5 Light Therapy Hacks For Better Sleep & Overall Health
Let’s address the elephant in the room: Sure, you may go on a quick morning walk for that initial burst of sunlight, but if you work in an office (or home-office) setting, chances are you’re indoors staring at a screen for the rest of the day. Says Stillman, we tend to miss out on that precious infrared and red light when we’re cooped up indoors—and on the flip-side, fluorescent, flickery office lighting is especially problematic.

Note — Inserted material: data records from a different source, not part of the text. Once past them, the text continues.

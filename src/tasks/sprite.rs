//! SVG sprite assembly
//!
//! Every icon becomes a nested `<svg id="{file stem}">` inside one document.
//! Nested sprites are shown through `:target`, so the page can reference an
//! icon either as `sprite.svg#cart` in an `<img>` or with `<use href>`.

use super::{write_output, AssetTask, TaskContext, TaskError, TaskReport};
use crate::core::selection::FileSet;
use async_trait::async_trait;
use regex::{Captures, Regex};
use std::collections::HashSet;
use std::sync::OnceLock;
use tracing::{debug, info};

const SVG_NS: &str = "http://www.w3.org/2000/svg";
const XLINK_NS: &str = "http://www.w3.org/1999/xlink";

/// Root attributes that belong to the sprite document, not the icon
const DROPPED_ROOT_ATTRS: &[&str] = &["version", "width", "height", "x", "y", "id"];

macro_rules! regex {
    ($name:ident, $pattern:expr) => {
        fn $name() -> &'static Regex {
            static RE: OnceLock<Regex> = OnceLock::new();
            RE.get_or_init(|| Regex::new($pattern).expect("valid regex"))
        }
    };
}

regex!(prolog_re, r"(?s)<\?xml.*?\?>");
regex!(doctype_re, r"(?is)<!DOCTYPE[^>]*>");
regex!(comment_re, r"(?s)<!--.*?-->");
regex!(root_re, r"(?s)^\s*<svg\b([^>]*?)(/?)>(.*)$");
regex!(attr_re, r#"([\w:.-]+)\s*=\s*(?:"([^"]*)"|'([^']*)')"#);
regex!(id_re, r#"\bid\s*=\s*(?:"([^"]*)"|'([^']*)')"#);
regex!(url_ref_re, r#"url\(\s*(['"]?)#([\w.:-]+)['"]?\s*\)"#);
regex!(href_ref_re, r#"((?:xlink:)?href\s*=\s*["'])#([\w.:-]+)"#);
regex!(between_tags_re, r">\s+<");

/// One icon ready for the sprite
#[derive(Debug, Clone, PartialEq, Eq)]
pub struct SpriteIcon {
    pub id: String,
    pub attributes: Vec<(String, String)>,
    pub content: String,
}

impl SpriteIcon {
    /// Parse an icon document, prefixing its internal ids with `id`
    pub fn parse(id: &str, source: &str) -> Result<Self, String> {
        let cleaned = prolog_re().replace_all(source, "");
        let cleaned = doctype_re().replace_all(&cleaned, "");
        let cleaned = comment_re().replace_all(&cleaned, "");

        let root = root_re()
            .captures(&cleaned)
            .ok_or_else(|| "missing <svg> root element".to_string())?;
        let self_closing = !root[2].is_empty();
        let rest = &root[3];

        let content = if self_closing {
            String::new()
        } else {
            let end = rest
                .rfind("</svg>")
                .ok_or_else(|| "unclosed <svg> root element".to_string())?;
            rest[..end].trim().to_string()
        };

        let mut attributes = Vec::new();
        let mut width = None;
        let mut height = None;
        let mut has_view_box = false;
        for cap in attr_re().captures_iter(&root[1]) {
            let name = cap[1].to_string();
            let value = cap
                .get(2)
                .or_else(|| cap.get(3))
                .map(|m| m.as_str().to_string())
                .unwrap_or_default();

            match name.as_str() {
                "width" => width = Some(value.clone()),
                "height" => height = Some(value.clone()),
                "viewBox" => has_view_box = true,
                _ => {}
            }

            if name == "xmlns" || name.starts_with("xmlns:") || DROPPED_ROOT_ATTRS.contains(&name.as_str()) {
                continue;
            }
            attributes.push((name, value));
        }

        if !has_view_box {
            if let (Some(w), Some(h)) = (width.as_deref().and_then(dimension), height.as_deref().and_then(dimension)) {
                attributes.insert(0, ("viewBox".to_string(), format!("0 0 {} {}", w, h)));
            }
        }

        Ok(Self {
            id: id.to_string(),
            attributes,
            content: prefix_ids(id, &content),
        })
    }

    fn render(&self, out: &mut String) {
        out.push_str("<svg id=\"");
        out.push_str(&escape_text(&self.id));
        out.push('"');
        for (name, value) in &self.attributes {
            out.push_str(&format!(" {}=\"{}\"", name, escape_quoted(value)));
        }
        out.push('>');
        out.push_str(&self.content);
        out.push_str("</svg>");
    }
}

/// Escape a raw string (a file stem) for a double-quoted attribute
fn escape_text(value: &str) -> String {
    value
        .replace('&', "&amp;")
        .replace('<', "&lt;")
        .replace('"', "&quot;")
}

/// Re-quote an attribute value taken from the source document.
///
/// Entities already present stay as they are; only characters that cannot
/// appear inside double quotes are escaped.
fn escape_quoted(value: &str) -> String {
    value.replace('<', "&lt;").replace('"', "&quot;")
}

/// `"24px"` → `"24"`; anything non-numeric is rejected
fn dimension(value: &str) -> Option<&str> {
    let number = value.trim().trim_end_matches("px");
    number.parse::<f64>().ok().map(|_| number)
}

/// Rename internal ids to `{prefix}_{id}` and rewrite local references to them
fn prefix_ids(prefix: &str, content: &str) -> String {
    let ids: HashSet<String> = id_re()
        .captures_iter(content)
        .filter_map(|cap| cap.get(1).or_else(|| cap.get(2)))
        .map(|m| m.as_str().to_string())
        .collect();
    if ids.is_empty() {
        return content.to_string();
    }

    let content = id_re().replace_all(content, |cap: &Captures| {
        let id = cap.get(1).or_else(|| cap.get(2)).map_or("", |m| m.as_str());
        format!("id=\"{}_{}\"", prefix, id)
    });
    let content = url_ref_re().replace_all(&content, |cap: &Captures| {
        if ids.contains(&cap[2]) {
            format!("url({q}#{}_{}{q})", prefix, &cap[2], q = &cap[1])
        } else {
            cap[0].to_string()
        }
    });
    let content = href_ref_re().replace_all(&content, |cap: &Captures| {
        if ids.contains(&cap[2]) {
            format!("{}#{}_{}", &cap[1], prefix, &cap[2])
        } else {
            cap[0].to_string()
        }
    });
    content.into_owned()
}

/// Combine parsed icons into a single sprite document
pub fn build_sprite(icons: &[SpriteIcon]) -> String {
    let mut body = String::new();
    for icon in icons {
        icon.render(&mut body);
    }
    let body = between_tags_re().replace_all(&body, "><");

    let xlink = if body.contains("xlink:") {
        format!(" xmlns:xlink=\"{}\"", XLINK_NS)
    } else {
        String::new()
    };

    format!(
        "<svg xmlns=\"{}\"{}><style>:root svg:not(:target){{display:none}}</style>{}</svg>",
        SVG_NS, xlink, body
    )
}

/// Merges icon SVGs into one sprite file
#[derive(Debug, Clone, Copy, Default)]
pub struct SpriteTask;

#[async_trait]
impl AssetTask for SpriteTask {
    fn name(&self) -> &str {
        "sprite"
    }

    async fn run(&self, ctx: &TaskContext) -> Result<TaskReport, TaskError> {
        let sprite = &ctx.config.vectors.sprite;
        let files = FileSet::new(&ctx.source_root, &sprite.sources)?.resolve()?;

        let mut report = TaskReport::new();
        let mut seen = HashSet::new();
        let mut icons = Vec::with_capacity(files.len());
        for file in files {
            let Some(stem) = file.path.file_stem().map(|s| s.to_string_lossy().into_owned()) else {
                continue;
            };
            if !seen.insert(stem.clone()) {
                report.warn(format!(
                    "Skipping {}: icon id '{}' already used",
                    file.path.display(),
                    stem
                ));
                continue;
            }

            let source = tokio::fs::read_to_string(&file.path)
                .await
                .map_err(TaskError::io(&file.path))?;
            let icon = SpriteIcon::parse(&stem, &source).map_err(|message| TaskError::Svg {
                path: file.path.clone(),
                message,
            })?;
            debug!("Added {} to sprite as #{}", file.path.display(), icon.id);
            icons.push(icon);
        }

        if icons.is_empty() {
            report.warn("No sprite icons found, sprite not written");
            return Ok(report);
        }

        let output = ctx.build_root.join(&sprite.output);
        write_output(&output, build_sprite(&icons)).await?;
        info!("sprite: {} icons -> {}", icons.len(), output.display());
        report.push_output(output);
        Ok(report)
    }
}
//! Stylesheet compilation: SCSS → prefixed, minified CSS with a source map

use super::{write_output, AssetTask, TaskContext, TaskError, TaskReport};
use crate::core::config::StylesConfig;
use async_trait::async_trait;
use codemap::SpanLoc;
use lightningcss::{
    printer::PrinterOptions,
    stylesheet::{MinifyOptions, ParserOptions, StyleSheet},
    targets::{Browsers, Targets},
};
use parcel_sourcemap::SourceMap;
use std::path::{Path, PathBuf};
use thiserror::Error;
use tracing::{debug, error, info, warn};

/// Errors from compiling a stylesheet
#[derive(Debug, Error)]
pub enum StyleError {
    #[error("Sass compilation failed: {0}")]
    Sass(String),

    #[error("Invalid browserslist query: {0}")]
    Targets(String),

    #[error("CSS parse error: {0}")]
    Parse(String),

    #[error("CSS minification failed: {0}")]
    Minify(String),

    #[error("CSS printing failed: {0}")]
    Print(String),

    #[error("Source map generation failed: {0}")]
    SourceMap(String),
}

/// Compiled stylesheet and its optional source map JSON
#[derive(Debug, Clone, PartialEq, Eq)]
pub struct CompiledStylesheet {
    pub css: String,
    pub map: Option<String>,
}

/// Compile an SCSS entry into minified, vendor-prefixed CSS
pub fn compile_stylesheet(
    entry: &Path,
    options: &StylesConfig,
    load_paths: &[PathBuf],
) -> Result<CompiledStylesheet, StyleError> {
    let logger = SassLogger;
    let mut sass_options = grass::Options::default()
        .style(grass::OutputStyle::Expanded)
        .logger(&logger);
    for path in load_paths {
        sass_options = sass_options.load_path(path);
    }

    let css = grass::from_path(entry, &sass_options).map_err(|e| StyleError::Sass(e.to_string()))?;

    let targets = browser_targets(&options.browserslist)?;
    let filename = entry
        .file_name()
        .map(|name| name.to_string_lossy().into_owned())
        .unwrap_or_default();

    let mut stylesheet = StyleSheet::parse(
        &css,
        ParserOptions {
            filename: filename.clone(),
            ..ParserOptions::default()
        },
    )
    .map_err(|e| StyleError::Parse(e.to_string()))?;

    stylesheet
        .minify(MinifyOptions {
            targets,
            ..MinifyOptions::default()
        })
        .map_err(|e| StyleError::Minify(e.to_string()))?;

    // grass emits no map of its own, so the map points at the compiled CSS
    let mut source_map = if options.source_map {
        let mut map = SourceMap::new("/");
        let css_name = Path::new(&filename).with_extension("css");
        let index = map.add_source(&css_name.to_string_lossy());
        map.set_source_content(index as usize, &css)
            .map_err(|e| StyleError::SourceMap(e.to_string()))?;
        Some(map)
    } else {
        None
    };
    let printed = stylesheet
        .to_css(PrinterOptions {
            minify: true,
            source_map: source_map.as_mut(),
            targets,
            ..PrinterOptions::default()
        })
        .map_err(|e| StyleError::Print(e.to_string()))?;

    let map = match source_map.as_mut() {
        Some(map) => Some(
            map.to_json(None)
                .map_err(|e| StyleError::SourceMap(e.to_string()))?,
        ),
        None => None,
    };

    Ok(CompiledStylesheet {
        css: printed.code,
        map,
    })
}

fn browser_targets(queries: &[String]) -> Result<Targets, StyleError> {
    let browsers = Browsers::from_browserslist(queries.iter().map(String::as_str))
        .map_err(|e| StyleError::Targets(e.to_string()))?;
    Ok(Targets {
        browsers,
        ..Targets::default()
    })
}

/// Routes grass diagnostics (`@debug`, `@warn`) through tracing
#[derive(Debug)]
struct SassLogger;

impl grass::Logger for SassLogger {
    fn debug(&self, location: SpanLoc, message: &str) {
        debug!(
            "{}:{} DEBUG: {}",
            location.file.name(),
            location.begin.line + 1,
            message
        );
    }

    fn warn(&self, location: SpanLoc, message: &str) {
        warn!(
            "Warning: {}\n    ./{}:{}:{}",
            message,
            location.file.name(),
            location.begin.line + 1,
            location.begin.column + 1
        );
    }
}

/// Compiles the entry stylesheet.
///
/// A compilation error is logged and reported as a warning; the task itself
/// still succeeds.
#[derive(Debug, Clone, Copy, Default)]
pub struct StylesTask;

#[async_trait]
impl AssetTask for StylesTask {
    fn name(&self) -> &str {
        "styles"
    }

    async fn run(&self, ctx: &TaskContext) -> Result<TaskReport, TaskError> {
        let options = ctx.config.styles.clone();
        let entry = ctx.source_root.join(&options.entry);
        let output = ctx.build_root.join(&options.output);
        let mut report = TaskReport::new();

        if !entry.is_file() {
            report.warn(format!("Stylesheet entry {} not found", entry.display()));
            return Ok(report);
        }

        let load_paths: Vec<PathBuf> = options
            .load_paths
            .iter()
            .map(|path| ctx.source_root.join(path))
            .collect();

        let compiled = {
            let entry = entry.clone();
            tokio::task::spawn_blocking(move || compile_stylesheet(&entry, &options, &load_paths))
                .await?
        };

        let compiled = match compiled {
            Ok(compiled) => compiled,
            Err(err) => {
                error!("{}: {}", entry.display(), err);
                report.warnings.push(format!("{}: {}", entry.display(), err));
                return Ok(report);
            }
        };

        let mut css = compiled.css;
        if let Some(map) = compiled.map {
            let map_path = source_map_path(&output);
            let map_name = map_path
                .file_name()
                .map(|name| name.to_string_lossy().into_owned())
                .unwrap_or_default();
            css.push_str(&format!("\n/*# sourceMappingURL={} */", map_name));
            write_output(&map_path, map).await?;
            report.push_output(map_path);
        }

        write_output(&output, css).await?;
        info!("styles: wrote {}", output.display());
        report.outputs.insert(0, output);

        Ok(report)
    }
}

/// `css/style.min.css` → `css/style.min.css.map`
fn source_map_path(output: &Path) -> PathBuf {
    let mut name = output.as_os_str().to_os_string();
    name.push(".map");
    PathBuf::from(name)
}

“I want people to get adequate, visible light, infrared, and red light,” he says. A full-on infrared sauna is unrealistic for most of us, (but if you are in the market, our favorites: here), so he recommends investing in a red light panel. “It’s not more than two inches, and you can hang it on your wall. Spend five to 20 minutes in front of it every day, and it sometimes has amazing benefits for people.” (Here’s a miniature model for $299; super pricey, but unfortunately most panels do cost a pretty penny.)
In terms of health benefits, he references the power of red light therapy for managing back pain (and research backs up the claim), but we should note that these healing benefits are typically seen in professional settings with red light therapy beds. As for home devices, we need more research to make the call, but Stillman still recommends daily red light exposure if you can, just to get those frequencies into your body.